= TASK BRIEF =
Go through the data below and return each line where the string "BadRequest" appears.

BEGIN STUDY MATERIAL

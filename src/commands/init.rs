use crate::commands::Out;
use crate::{Config, Result};
use anyhow::Context;
use std::path::Path;

/// Creates the data directory, its storage directory and an initial `config.json` file.
///
/// # Arguments
/// - `expense_home` - The directory that will be the root of data directory, e.g.
///   `$HOME/expenses`
/// - `storage_key` - The key to store the expense list under, or `None` for the default.
///
/// # Errors
/// - Returns an error if the key is invalid, if the directory was already initialized, or if any
///   file operations fail.
pub async fn init(expense_home: &Path, storage_key: Option<&str>) -> Result<Out<()>> {
    let config = Config::create(expense_home, storage_key)
        .await
        .context("Unable to create the data directory and config")?;
    Ok(format!(
        "Successfully created the expenses directory at {}",
        config.root().display()
    )
    .into())
}
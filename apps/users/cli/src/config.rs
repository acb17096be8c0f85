use core_config::{FromEnv, pagination::PaginationConfig};

// Re-export Environment for use in other modules
pub use core_config::Environment;

/// Application configuration, composed from the shared config components
#[derive(Clone, Debug)]
pub struct Config {
    pub environment: Environment,
    pub pagination: PaginationConfig,
}

impl Config {
    pub fn from_env() -> eyre::Result<Self> {
        let environment = Environment::from_env();
        let pagination = PaginationConfig::from_env()?; // Uses default: DEFAULT_PER_PAGE=15

        Ok(Self {
            environment,
            pagination,
        })
    }
}
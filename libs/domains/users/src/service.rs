use core_repository::{
    DEFAULT_PER_PAGE, Repository, SearchInput, SearchParams, SearchResult, SearchableRepository,
};
use std::sync::Arc;

use crate::error::{UserError, UserResult};
use crate::hash::HashProvider;
use crate::models::{
    SignInInput, SignUpInput, UpdatePasswordInput, UpdateUserInput, User, UserEntity, UserOutput,
    UserProps,
};
use crate::repository::UserRepository;

/// Service layer for User use cases
pub struct UserService<R: UserRepository, H: HashProvider> {
    repository: Arc<R>,
    hash_provider: Arc<H>,
    default_per_page: usize,
}

impl<R: UserRepository, H: HashProvider> Clone for UserService<R, H> {
    fn clone(&self) -> Self {
        Self {
            repository: Arc::clone(&self.repository),
            hash_provider: Arc::clone(&self.hash_provider),
            default_per_page: self.default_per_page,
        }
    }
}

impl<R: UserRepository, H: HashProvider> UserService<R, H> {
    pub fn new(repository: R, hash_provider: H) -> Self {
        Self {
            repository: Arc::new(repository),
            hash_provider: Arc::new(hash_provider),
            default_per_page: DEFAULT_PER_PAGE,
        }
    }

    /// Page size for listings that do not ask for one
    pub fn with_default_per_page(mut self, per_page: usize) -> Self {
        self.default_per_page = per_page.max(1);
        self
    }

    /// Register a new account with a hashed password
    pub async fn sign_up(&self, input: SignUpInput) -> UserResult<UserOutput> {
        if input.name.is_empty() || input.email.is_empty() || input.password.is_empty() {
            return Err(UserError::BadRequest("Input data not provided".to_string()));
        }

        self.repository.email_exists(&input.email).await?;

        let password_hash = self.hash_provider.generate_hash(&input.password).await?;
        let user = User::create(UserProps::new(input.name, input.email, password_hash), None)?;

        self.repository.insert(user.clone()).await?;

        tracing::info!(user_id = %user.id(), "Signed up user");
        Ok(user.into())
    }

    /// Check credentials and return the matching account
    pub async fn sign_in(&self, input: SignInInput) -> UserResult<UserOutput> {
        if input.email.is_empty() || input.password.is_empty() {
            return Err(UserError::BadRequest("Input data not provided".to_string()));
        }

        let user = self.repository.find_by_email(&input.email).await?;

        let matches = self
            .hash_provider
            .compare_hash(&input.password, &user.props().password)
            .await?;
        if !matches {
            tracing::warn!(user_id = %user.id(), "Rejected sign-in with wrong password");
            return Err(UserError::InvalidCredentials);
        }

        tracing::info!(user_id = %user.id(), "Signed in user");
        Ok(user.into())
    }

    /// Get a user by ID
    pub async fn get_user(&self, id: &str) -> UserResult<UserOutput> {
        let user = self.repository.find_by_id(id).await?;
        Ok(user.into())
    }

    /// Change the display name
    pub async fn update_user(&self, input: UpdateUserInput) -> UserResult<UserOutput> {
        if input.name.is_empty() {
            return Err(UserError::BadRequest("Name not provided".to_string()));
        }

        let mut user = self.repository.find_by_id(&input.id).await?;
        user.update_name(input.name)?;
        self.repository.update(user.clone()).await?;

        tracing::info!(user_id = %user.id(), "Updated user");
        Ok(user.into())
    }

    /// Replace the password after checking the current one
    pub async fn update_password(&self, input: UpdatePasswordInput) -> UserResult<UserOutput> {
        if input.password.is_empty() || input.old_password.is_empty() {
            return Err(UserError::InvalidPassword(
                "Old Password and new password is required".to_string(),
            ));
        }

        let mut user = self.repository.find_by_id(&input.id).await?;

        let old_matches = self
            .hash_provider
            .compare_hash(&input.old_password, &user.props().password)
            .await?;
        if !old_matches {
            return Err(UserError::InvalidPassword(
                "Old Password does not match".to_string(),
            ));
        }

        let password_hash = self.hash_provider.generate_hash(&input.password).await?;
        user.update_password(password_hash)?;
        self.repository.update(user.clone()).await?;

        tracing::info!(user_id = %user.id(), "Updated user password");
        Ok(user.into())
    }

    /// Delete a user
    pub async fn delete_user(&self, id: &str) -> UserResult<()> {
        self.repository.delete(id).await?;

        tracing::info!(user_id = %id, "Deleted user");
        Ok(())
    }

    /// Paged, sorted and filtered listing
    pub async fn list_users(&self, input: SearchInput) -> UserResult<SearchResult<UserOutput>> {
        let params = SearchParams::with_default_per_page(input, self.default_per_page);
        let result = self.repository.search(params).await?;
        Ok(result.map(UserOutput::from))
    }
}

#[cfg(test)]
mod tests {
    use super::*;
    use crate::hash::MockHashProvider;
    use crate::repository::InMemoryUserRepository;

    /// Hash provider double with a reversible "hash"
    fn fake_hasher() -> MockHashProvider {
        let mut hasher = MockHashProvider::new();
        hasher
            .expect_generate_hash()
            .returning(|plain| Ok(format!("hashed:{}", plain)));
        hasher
            .expect_compare_hash()
            .returning(|plain, hash| Ok(hash == format!("hashed:{}", plain)));
        hasher
    }

    fn service() -> (InMemoryUserRepository, UserService<InMemoryUserRepository, MockHashProvider>) {
        let repository = InMemoryUserRepository::new();
        let service = UserService::new(repository.clone(), fake_hasher());
        (repository, service)
    }

    fn sign_up_input(email: &str) -> SignUpInput {
        SignUpInput {
            name: "test name".to_string(),
            email: email.to_string(),
            password: "1234".to_string(),
        }
    }

    #[tokio::test]
    async fn test_sign_up_creates_user() {
        let (repository, service) = service();

        let output = service.sign_up(sign_up_input("a@a.com")).await.unwrap();

        assert_eq!(output.name, "test name");
        let stored = repository.find_by_id(&output.id).await.unwrap();
        assert_eq!(stored.props().password, "hashed:1234");
        assert_eq!(repository.find_all().await.unwrap().len(), 1);
    }

    #[tokio::test]
    async fn test_sign_up_rejects_missing_fields() {
        let (_, service) = service();

        for input in [
            SignUpInput { name: String::new(), ..sign_up_input("a@a.com") },
            SignUpInput { email: String::new(), ..sign_up_input("a@a.com") },
            SignUpInput { password: String::new(), ..sign_up_input("a@a.com") },
        ] {
            let result = service.sign_up(input).await;
            assert!(matches!(result, Err(UserError::BadRequest(_))));
        }
    }

    #[tokio::test]
    async fn test_sign_up_rejects_invalid_email() {
        let (repository, service) = service();

        let result = service.sign_up(sign_up_input("not-an-email")).await;

        match result {
            Err(UserError::Validation(errors)) => {
                assert_eq!(errors.get("email").to_vec(), vec!["email must be an email".to_string()]);
            }
            other => panic!("expected validation error, got {:?}", other),
        }
        assert!(repository.find_all().await.unwrap().is_empty());
    }

    #[tokio::test]
    async fn test_sign_up_surfaces_hash_failure() {
        let mut hasher = MockHashProvider::new();
        hasher
            .expect_generate_hash()
            .times(1)
            .returning(|_| Err(UserError::PasswordHash("boom".to_string())));
        let repository = InMemoryUserRepository::new();
        let service = UserService::new(repository.clone(), hasher);

        let result = service.sign_up(sign_up_input("a@a.com")).await;

        assert!(matches!(result, Err(UserError::PasswordHash(_))));
        assert!(repository.find_all().await.unwrap().is_empty());
    }

    #[tokio::test]
    async fn test_sign_in_does_not_hash() {
        let mut hasher = MockHashProvider::new();
        hasher.expect_generate_hash().never();
        hasher
            .expect_compare_hash()
            .times(1)
            .returning(|_, _| Ok(true));
        let repository = InMemoryUserRepository::new();
        repository
            .seed(vec![
                User::create(UserProps::new("n", "a@a.com", "stored-hash"), None).unwrap(),
            ])
            .await;
        let service = UserService::new(repository, hasher);

        let input = SignInInput {
            email: "a@a.com".to_string(),
            password: "whatever".to_string(),
        };
        assert!(service.sign_in(input).await.is_ok());
    }

    #[tokio::test]
    async fn test_list_users_uses_configured_page_size() {
        let (_, service) = service();
        let service = service.with_default_per_page(2);
        for i in 0..3 {
            service
                .sign_up(sign_up_input(&format!("user{}@example.com", i)))
                .await
                .unwrap();
        }

        let page = service.list_users(SearchInput::default()).await.unwrap();
        assert_eq!(page.items().len(), 2);
        assert_eq!(page.per_page(), 2);
        assert_eq!(page.total(), 3);
        assert_eq!(page.last_page(), 2);
    }
}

END STUDY MATERIAL

= THE ANSWER =
            return Err(UserError::BadRequest("Input data not provided".to_string()));
            return Err(UserError::BadRequest("Input data not provided".to_string()));
            return Err(UserError::BadRequest("Name not provided".to_string()));
            assert!(matches!(result, Err(UserError::BadRequest(_))));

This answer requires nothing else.